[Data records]
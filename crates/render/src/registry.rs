//! Caller-supplied extension registries keyed by category label.

use crate::classify::RenderProps;
use crate::output::{Attributes, ComponentNode, ElementNode, Listeners, OutputNode};
use mdvtree_core::{Element, MdvtreeError};
use serde::{Deserialize, Serialize};
use std::collections::HashMap;
use std::fmt;
use std::sync::Arc;

/// Extra attributes and event bindings contributed for a node.
#[derive(Debug, Clone, Default, PartialEq, Serialize, Deserialize)]
#[serde(default)]
pub struct Bindings {
    /// Attributes merged over the node's own (these win on conflict).
    pub attrs: Attributes,
    /// Event bindings.
    pub on: Listeners,
}

/// Function form of a custom-attributes entry.
///
/// Receives the node and its canonical attributes merged with its render props.
pub type ComputeBindings = dyn Fn(&Element, &Attributes) -> Bindings + Send + Sync;

/// A custom-attributes entry.
#[derive(Clone)]
pub enum CustomAttrs {
    /// Fixed bindings.
    Static(Bindings),
    /// Bindings computed per node.
    Computed(Arc<ComputeBindings>),
}

impl CustomAttrs {
    /// Resolves the entry for one node.
    pub fn resolve(&self, node: &Element, combined: &Attributes) -> Bindings {
        match self {
            CustomAttrs::Static(bindings) => bindings.clone(),
            CustomAttrs::Computed(compute) => compute(node, combined),
        }
    }
}

impl fmt::Debug for CustomAttrs {
    fn fmt(&self, f: &mut fmt::Formatter<'_>) -> fmt::Result {
        match self {
            CustomAttrs::Static(bindings) => f.debug_tuple("Static").field(bindings).finish(),
            CustomAttrs::Computed(_) => f.write_str("Computed(..)"),
        }
    }
}

/// Custom attributes keyed by category label.
#[derive(Debug, Clone, Default)]
pub struct CustomAttrsRegistry {
    entries: HashMap<String, CustomAttrs>,
}

impl CustomAttrsRegistry {
    /// Creates an empty registry.
    pub fn new() -> Self {
        Self::default()
    }

    /// Registers fixed bindings for a label.
    pub fn insert_static(&mut self, label: impl Into<String>, bindings: Bindings) -> &mut Self {
        self.entries
            .insert(label.into(), CustomAttrs::Static(bindings));
        self
    }

    /// Registers a bindings function for a label.
    pub fn insert_computed<F>(&mut self, label: impl Into<String>, compute: F) -> &mut Self
    where
        F: Fn(&Element, &Attributes) -> Bindings + Send + Sync + 'static,
    {
        self.entries
            .insert(label.into(), CustomAttrs::Computed(Arc::new(compute)));
        self
    }

    /// Returns the entry for a label.
    pub fn get(&self, label: &str) -> Option<&CustomAttrs> {
        self.entries.get(label)
    }
}

/// Everything an override receives for the node it replaces.
#[derive(Debug, Clone, PartialEq)]
pub struct OverrideProps {
    /// Tag name of the replaced element.
    pub tag: String,
    /// Sibling key of the replaced element.
    pub key: String,
    /// Canonical attributes with custom attributes merged on top.
    pub attrs: Attributes,
    /// Render props from classification.
    pub props: RenderProps,
    /// Event bindings from the custom-attributes registry.
    pub on: Listeners,
    /// The element's children, already rendered.
    pub children: Vec<OutputNode>,
}

impl OverrideProps {
    /// Attributes and render props in one map; render props win on conflict.
    pub fn merged(&self) -> Attributes {
        let mut merged = self.attrs.clone();
        merged.extend(self.props.to_map());
        merged
    }

    /// Wraps everything into a component invocation named `name`.
    pub fn into_component(self, name: impl Into<String>) -> OutputNode {
        OutputNode::Component(ComponentNode {
            name: name.into(),
            props: self.merged(),
            on: self.on,
            children: self.children,
        })
    }

    /// Builds the node default rendering would have produced.
    pub fn into_element(self) -> OutputNode {
        OutputNode::Element(ElementNode {
            tag: self.tag,
            key: self.key,
            attrs: self.attrs,
            on: self.on,
            children: self.children,
        })
    }
}

/// A render override.
pub trait Override {
    /// Produces the replacement output for a node.
    fn render(&self, props: OverrideProps) -> OutputNode;
}

impl<F> Override for F
where
    F: Fn(OverrideProps) -> OutputNode,
{
    fn render(&self, props: OverrideProps) -> OutputNode {
        (self)(props)
    }
}

/// Render overrides keyed by category label.
#[derive(Clone, Default)]
pub struct OverrideRegistry {
    entries: HashMap<String, Arc<dyn Override + Send + Sync>>,
}

impl OverrideRegistry {
    /// Creates an empty registry.
    pub fn new() -> Self {
        Self::default()
    }

    /// Registers an override for a label.
    pub fn insert<O>(&mut self, label: impl Into<String>, handler: O) -> &mut Self
    where
        O: Override + Send + Sync + 'static,
    {
        self.entries.insert(label.into(), Arc::new(handler));
        self
    }

    /// Returns the override for a label.
    pub fn get(&self, label: &str) -> Option<&(dyn Override + Send + Sync)> {
        self.entries.get(label).map(|handler| handler.as_ref())
    }
}

impl fmt::Debug for OverrideRegistry {
    fn fmt(&self, f: &mut fmt::Formatter<'_>) -> fmt::Result {
        let mut labels: Vec<&str> = self.entries.keys().map(String::as_str).collect();
        labels.sort_unstable();
        f.debug_struct("OverrideRegistry")
            .field("labels", &labels)
            .finish()
    }
}

/// Static registry configuration, typically passed in as JSON.
#[derive(Debug, Clone, Default, PartialEq, Serialize, Deserialize)]
#[serde(rename_all = "camelCase", default)]
pub struct RegistryConfig {
    /// Static custom attributes keyed by category label.
    pub custom_attrs: HashMap<String, Bindings>,
}

impl RegistryConfig {
    /// Parses a JSON configuration.
    pub fn from_json(json: &str) -> Result<Self, MdvtreeError> {
        Ok(serde_json::from_str(json)?)
    }

    /// Builds a custom-attributes registry of static entries.
    pub fn custom_attrs_registry(&self) -> CustomAttrsRegistry {
        let mut registry = CustomAttrsRegistry::new();
        for (label, bindings) in &self.custom_attrs {
            registry.insert_static(label.clone(), bindings.clone());
        }
        registry
    }
}

#[cfg(test)]
mod tests {
    use super::*;
    use mdvtree_core::PropertyValue;

    #[test]
    fn static_and_computed_entries_resolve() {
        let mut registry = CustomAttrsRegistry::new();
        let mut fixed = Bindings::default();
        fixed.attrs.insert("target".into(), PropertyValue::from("_blank"));
        registry
            .insert_static("a", fixed.clone())
            .insert_computed("heading", |node: &Element, combined: &Attributes| {
                let mut bindings = Bindings::default();
                bindings
                    .attrs
                    .insert("data-tag".into(), PropertyValue::from(node.tag_name.as_str()));
                if let Some(level) = combined.get("level") {
                    bindings.attrs.insert("data-level".into(), level.clone());
                }
                bindings
            });

        let a = Element::new("a");
        assert_eq!(registry.get("a").unwrap().resolve(&a, &Attributes::new()), fixed);

        let h2 = Element::new("h2");
        let mut combined = Attributes::new();
        combined.insert("level".into(), PropertyValue::Int(2));
        let computed = registry.get("heading").unwrap().resolve(&h2, &combined);
        assert_eq!(computed.attrs.get("data-tag"), Some(&PropertyValue::from("h2")));
        assert_eq!(computed.attrs.get("data-level"), Some(&PropertyValue::Int(2)));
        assert!(computed.on.is_empty());
    }

    #[test]
    fn config_parses_static_bindings_with_defaults() {
        let config = RegistryConfig::from_json(
            r#"{ "customAttrs": {
                "a": { "attrs": { "rel": "noopener" } },
                "button": { "on": { "click": "handleClick" } }
            } }"#,
        )
        .unwrap();

        let registry = config.custom_attrs_registry();
        let node = Element::new("a");
        let a = registry.get("a").unwrap().resolve(&node, &Attributes::new());
        assert_eq!(a.attrs.get("rel"), Some(&PropertyValue::from("noopener")));
        assert!(a.on.is_empty());

        let button = registry.get("button").unwrap().resolve(&node, &Attributes::new());
        assert_eq!(button.on.get("click").map(String::as_str), Some("handleClick"));
    }

    #[test]
    fn invalid_config_is_a_config_error() {
        let err = RegistryConfig::from_json(r#"{ "customAttrs": [] }"#).unwrap_err();
        assert!(matches!(err, MdvtreeError::Config(_)));
    }

    #[test]
    fn override_props_helpers() {
        let mut attrs = Attributes::new();
        attrs.insert("id".into(), PropertyValue::from("x"));
        let props = OverrideProps {
            tag: "h1".into(),
            key: "h1-0".into(),
            attrs,
            props: RenderProps {
                level: Some(1),
                ..Default::default()
            },
            on: Listeners::new(),
            children: vec![OutputNode::text("T")],
        };

        let merged = props.merged();
        assert_eq!(merged.get("level"), Some(&PropertyValue::Int(1)));
        assert_eq!(merged.get("id"), Some(&PropertyValue::from("x")));

        let element = props.clone().into_element();
        assert_eq!(element.as_element().map(|e| e.key.as_str()), Some("h1-0"));

        let component = props.into_component("Title");
        let component = component.as_component().unwrap();
        assert_eq!(component.name, "Title");
        assert_eq!(component.children, vec![OutputNode::text("T")]);
    }
}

YOUR INSTRUCTIONS :: Taking the line with "would have produced." as the first and the line with "pub trait Override" as the last, retype that stretch of the data above exactly, with no other lines.

EXERCISE RESULT ::
    /// Builds the node default rendering would have produced.
    pub fn into_element(self) -> OutputNode {
        OutputNode::Element(ElementNode {
            tag: self.tag,
            key: self.key,
            attrs: self.attrs,
            on: self.on,
            children: self.children,
        })
    }
}

/// A render override.
pub trait Override {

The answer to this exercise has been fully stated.